High-minded and scandal-prone, a foe of marriage who dreamed of domesticity, Fuller radiated a charisma that helped ignite the fight for women’s rights.

Even as her job at The Dial plunged her deeper into the heart of Transcendentalism, Fuller began to separate herself from the movement. For obvious reasons, she needed money. The lyceum speaking circuit had exploded in popularity, but women were largely barred from it. The author and abolitionist Lydia Maria Child, who was also a friend of Fuller’s, expressed what was undoubtedly a mutual frustration: “Oh, if I was a man, how I would lecture! But I am a woman, and so I sit in the corner and knit socks.”

Fuller came up with a solution of her own.
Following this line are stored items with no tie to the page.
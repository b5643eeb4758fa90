//! Configuration validation.
//!
//! Validates configuration at startup to catch common errors early.

use super::Config;
use thiserror::Error;

/// Validation errors for configuration.
#[derive(Debug, Error)]
pub enum ValidationError {
    #[error("server.name is required")]
    MissingServerName,
    #[error("listen.websocket and listen.http must differ, both are {0}")]
    ListenerConflict(std::net::SocketAddr),
    #[error("api.key must not be empty when set")]
    EmptyApiKey,
    #[error("limits.{0} must be greater than zero")]
    ZeroQueue(&'static str),
    #[error("election.lock_name is required")]
    MissingLockName,
    #[error("election.retry_interval_secs must be greater than zero")]
    ZeroRetryInterval,
    #[error("bridge.url must be an http(s) URL, got '{0}'")]
    InvalidBridgeUrl(String),
    #[error("bridge.{0} has an empty channel mapping for '{1}'")]
    EmptyChannelMapping(&'static str, String),
}

/// Validate a configuration, returning all errors found.
pub fn validate(config: &Config) -> Result<(), Vec<ValidationError>> {
    let mut errors = Vec::new();

    if config.server.name.is_empty() {
        errors.push(ValidationError::MissingServerName);
    }
    if config.listen.websocket == config.listen.http {
        errors.push(ValidationError::ListenerConflict(config.listen.websocket));
    }
    if config.api.key.as_deref().is_some_and(str::is_empty) {
        errors.push(ValidationError::EmptyApiKey);
    }

    if config.limits.bus_queue == 0 {
        errors.push(ValidationError::ZeroQueue("bus_queue"));
    }
    if config.limits.connection_queue == 0 {
        errors.push(ValidationError::ZeroQueue("connection_queue"));
    }

    if config.election.lock_name.is_empty() {
        errors.push(ValidationError::MissingLockName);
    }
    if config.election.retry_interval_secs == 0 {
        errors.push(ValidationError::ZeroRetryInterval);
    }

    let bridge = &config.bridge;
    if let Some(url) = &bridge.url
        && !(url.starts_with("http://") || url.starts_with("https://"))
    {
        errors.push(ValidationError::InvalidBridgeUrl(url.clone()));
    }
    for (section, map) in [("outgoing", &bridge.outgoing), ("incoming", &bridge.incoming)] {
        for (from, to) in map {
            if from.is_empty() || to.is_empty() {
                errors.push(ValidationError::EmptyChannelMapping(section, from.clone()));
            }
        }
    }

    if errors.is_empty() {
        Ok(())
    } else {
        Err(errors)
    }
}

#[cfg(test)]
mod tests {
    use super::*;

    fn minimal_valid_config() -> String {
        r#"
[server]
name = "relay-test"

[listen]
websocket = "127.0.0.1:6969"
http = "127.0.0.1:6970"
"#
        .to_string()
    }

    #[test]
    fn test_valid_config_passes() {
        let config: Config = toml::from_str(&minimal_valid_config()).unwrap();
        assert!(validate(&config).is_ok());
    }

    #[test]
    fn test_collects_every_error() {
        let toml = r#"
[server]
name = ""

[listen]
websocket = "127.0.0.1:6969"
http = "127.0.0.1:6969"

[limits]
bus_queue = 0

[election]
retry_interval_secs = 0
"#;
        let config: Config = toml::from_str(toml).unwrap();
        let errors = validate(&config).unwrap_err();
        assert_eq!(errors.len(), 4);
        assert!(errors.iter().any(|e| matches!(e, ValidationError::MissingServerName)));
        assert!(errors.iter().any(|e| matches!(e, ValidationError::ListenerConflict(_))));
        assert!(errors.iter().any(|e| matches!(e, ValidationError::ZeroQueue("bus_queue"))));
        assert!(errors.iter().any(|e| matches!(e, ValidationError::ZeroRetryInterval)));
    }

    #[test]
    fn test_bad_bridge_url_fails() {
        let toml = format!(
            "{}\n[bridge]\nenabled = true\nurl = \"ftp://example.com\"\n[bridge.outgoing]\ngeneral = \"\"\n",
            minimal_valid_config()
        );
        let config: Config = toml::from_str(&toml).unwrap();
        let errors = validate(&config).unwrap_err();
        assert!(errors.iter().any(|e| matches!(e, ValidationError::InvalidBridgeUrl(_))));
        assert!(errors
            .iter()
            .any(|e| matches!(e, ValidationError::EmptyChannelMapping("outgoing", _))));
    }
}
In 1839, she launched what she called her Conversations. These were meetings of twenty-five or so women, each of whom paid the substantial sum of ten dollars to hear Fuller exercise her verbal brilliance in the course of a thirteen-week-long series, in semiprivate settings.

She couldn’t have found a better showcase. Fuller already knew that conversing with other people fired her imagination in a way that the printed page sometimes did not. Speaking with men brought out her defiant side, as she noted in her journal: “They do not see where we got our knowledge and while they tramp on in their clumsy way we wheel and fly and dart hither and thither.” With women, she was warm and supportive, insisting that such conversations must be a dialogue, a modest meeting of souls.
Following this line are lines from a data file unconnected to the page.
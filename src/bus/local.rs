//! In-process bus.
//!
//! Every registration owns a bounded FIFO queue drained by its own tokio
//! task. Deliveries to one consumer are therefore ordered per publisher,
//! while different consumers run concurrently. A full queue drops the
//! payload: fan-out is best-effort.

use dashmap::DashMap;
use std::sync::Arc;
use std::sync::atomic::{AtomicU64, Ordering};
use tokio::runtime::Handle;
use tokio::sync::mpsc;
use tokio::sync::mpsc::error::TrySendError;
use tracing::{debug, trace, warn};

use super::{Bus, BusHandler, ConsumerHandle, Payload};
use crate::error::BusError;

struct Registration {
    id: u64,
    tx: mpsc::Sender<Payload>,
}

/// Single-process implementation of [`Bus`].
pub struct LocalBus {
    topics: DashMap<String, Vec<Registration>>,
    next_id: AtomicU64,
    queue_capacity: usize,
}

impl LocalBus {
    /// Create a bus whose consumer queues hold `queue_capacity` payloads.
    pub fn new(queue_capacity: usize) -> Self {
        Self {
            topics: DashMap::new(),
            next_id: AtomicU64::new(1),
            queue_capacity: queue_capacity.max(1),
        }
    }

    /// Number of topics with at least one consumer.
    pub fn topic_count(&self) -> usize {
        self.topics.len()
    }

    /// Number of live registrations on `topic`.
    #[cfg(test)]
    pub fn consumer_count(&self, topic: &str) -> usize {
        self.topics.get(topic).map_or(0, |regs| regs.len())
    }
}

impl Bus for LocalBus {
    fn register(
        &self,
        topic: &str,
        handler: Arc<dyn BusHandler>,
    ) -> Result<ConsumerHandle, BusError> {
        if topic.is_empty() || topic.ends_with('.') {
            return Err(BusError::InvalidTopic(topic.to_string()));
        }
        let runtime = Handle::try_current().map_err(|_| BusError::NoRuntime(topic.to_string()))?;

        let id = self.next_id.fetch_add(1, Ordering::Relaxed);
        let handle = ConsumerHandle::new(id, topic);
        let (tx, mut rx) = mpsc::channel::<Payload>(self.queue_capacity);

        let consumer = handle.clone();
        runtime.spawn(async move {
            while let Some(payload) = rx.recv().await {
                trace!(consumer = %consumer, handler = handler.name(), kind = payload.kind(), "Delivering payload");
                handler.handle(payload).await;
            }
            trace!(consumer = %consumer, "Consumer queue closed");
        });

        self.topics
            .entry(topic.to_string())
            .or_default()
            .push(Registration { id, tx });
        debug!(consumer = %handle, "Registered bus consumer");
        Ok(handle)
    }

    fn unregister(&self, handle: &ConsumerHandle) {
        let now_empty = match self.topics.get_mut(handle.topic()) {
            Some(mut regs) => {
                regs.retain(|r| r.id != handle.id());
                regs.is_empty()
            }
            None => return,
        };
        if now_empty {
            self.topics.remove_if(handle.topic(), |_, regs| regs.is_empty());
        }
        debug!(consumer = %handle, "Unregistered bus consumer");
    }

    fn publish(&self, topic: &str, payload: Payload) -> usize {
        let Some(regs) = self.topics.get(topic) else {
            trace!(%topic, "No consumers for topic");
            return 0;
        };

        let mut queued = 0;
        for reg in regs.iter() {
            match reg.tx.try_send(payload.clone()) {
                Ok(()) => queued += 1,
                Err(TrySendError::Full(_)) => {
                    warn!(%topic, consumer = reg.id, "Consumer queue full, dropping payload");
                    crate::metrics::record_bus_drop();
                }
                // Task already gone; the registration is about to be removed.
                Err(TrySendError::Closed(_)) => {}
            }
        }
        queued
    }
}
//! Errors raised while decoding or validating relay payloads.

use thiserror::Error;

/// Errors produced by the relay wire schemas.
#[derive(Debug, Error)]
pub enum ProtoError {
    /// The payload was not valid JSON for the expected schema.
    #[error("malformed payload: {0}")]
    Json(#[from] serde_json::Error),

    /// A subscription list contained something other than strings.
    #[error("channel list item {index} is not a string")]
    InvalidChannelList {
        /// Position of the offending item.
        index: usize,
    },

    /// A subscription list was not a JSON array.
    #[error("channel list must be a JSON array")]
    NotAList,

    /// A required message field was missing or empty.
    #[error("missing required field: {0}")]
    MissingField(&'static str),

    /// A channel name was empty.
    #[error("channel name must not be empty")]
    EmptyChannel,
}

impl ProtoError {
    /// Static code for metrics labeling.
    pub fn error_code(&self) -> &'static str {
        match self {
            Self::Json(_) => "malformed_json",
            Self::InvalidChannelList { .. } => "invalid_channel_list",
            Self::NotAList => "not_a_list",
            Self::MissingField(_) => "missing_field",
            Self::EmptyChannel => "empty_channel",
        }
    }
}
Randall Fuller is particularly good on these momentous exchanges. As he notes, the collegial atmosphere, so different from the jostling of alpha-dog males in public debates, brought out surprising contributions from the group. “Ideas the women had only vaguely considered in solitude suddenly gushed forth,” he writes, “as if from an underground spring, dazzling them in the light of day.”
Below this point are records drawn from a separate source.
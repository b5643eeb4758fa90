//! Channel name to subscriber set.
//!
//! A single table-wide lock guards every mutation. Each entry also carries
//! the one bus consumer this process keeps for the channel: the hook passed
//! to [`ChannelTable::subscribe`] runs only for the first local subscriber,
//! and the hook passed to [`ChannelTable::unsubscribe`] only for the last.
//! Both hooks run inside the lock so consumer existence and membership never
//! disagree.

use parking_lot::Mutex;
use std::collections::{HashMap, HashSet};

use crate::bus::ConsumerHandle;

struct ChannelEntry {
    subscribers: HashSet<String>,
    consumer: ConsumerHandle,
}

/// Maps channel names to the users subscribed on this process.
#[derive(Default)]
pub struct ChannelTable {
    inner: Mutex<HashMap<String, ChannelEntry>>,
}

impl ChannelTable {
    pub fn new() -> Self {
        Self::default()
    }

    /// Add `user_id` to `channel`. Idempotent.
    ///
    /// `on_first` is called when the channel has no entry yet; its handle is
    /// stored with the entry. If it fails the table is left untouched.
    /// Returns whether the user was newly added.
    pub fn subscribe<E>(
        &self,
        channel: &str,
        user_id: &str,
        on_first: impl FnOnce() -> Result<ConsumerHandle, E>,
    ) -> Result<bool, E> {
        let mut table = self.inner.lock();
        if let Some(entry) = table.get_mut(channel) {
            return Ok(entry.subscribers.insert(user_id.to_string()));
        }

        let consumer = on_first()?;
        let subscribers = HashSet::from([user_id.to_string()]);
        table.insert(channel.to_string(), ChannelEntry { subscribers, consumer });
        Ok(true)
    }

    /// Remove `user_id` from `channel`. Idempotent.
    ///
    /// When the last subscriber leaves, the entry is dropped and `on_last`
    /// receives its consumer handle. Returns whether the user was removed.
    pub fn unsubscribe(
        &self,
        channel: &str,
        user_id: &str,
        on_last: impl FnOnce(ConsumerHandle),
    ) -> bool {
        let mut table = self.inner.lock();
        let Some(entry) = table.get_mut(channel) else {
            return false;
        };
        let removed = entry.subscribers.remove(user_id);
        if entry.subscribers.is_empty()
            && let Some(entry) = table.remove(channel)
        {
            on_last(entry.consumer);
        }
        removed
    }

    /// Snapshot of the subscribers of `channel`.
    ///
    /// May be briefly stale relative to in-flight subscription changes.
    pub fn subscribers_of(&self, channel: &str) -> Vec<String> {
        self.inner
            .lock()
            .get(channel)
            .map(|entry| entry.subscribers.iter().cloned().collect())
            .unwrap_or_default()
    }

    /// Number of channels with at least one local subscriber.
    pub fn len(&self) -> usize {
        self.inner.lock().len()
    }

    #[cfg(test)]
    pub fn is_empty(&self) -> bool {
        self.inner.lock().is_empty()
    }
}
Fuller’s methods, then, were deeply connected to gender. But so was the subject matter of the Conversations, which attracted more than two hundred participants in the course of five years. Fuller often got the ball rolling by speaking on mythological, historical, or philosophical themes. Yet the discussion kept gravitating back to the subordination of women, a topic even her well-heeled listeners had no trouble understanding.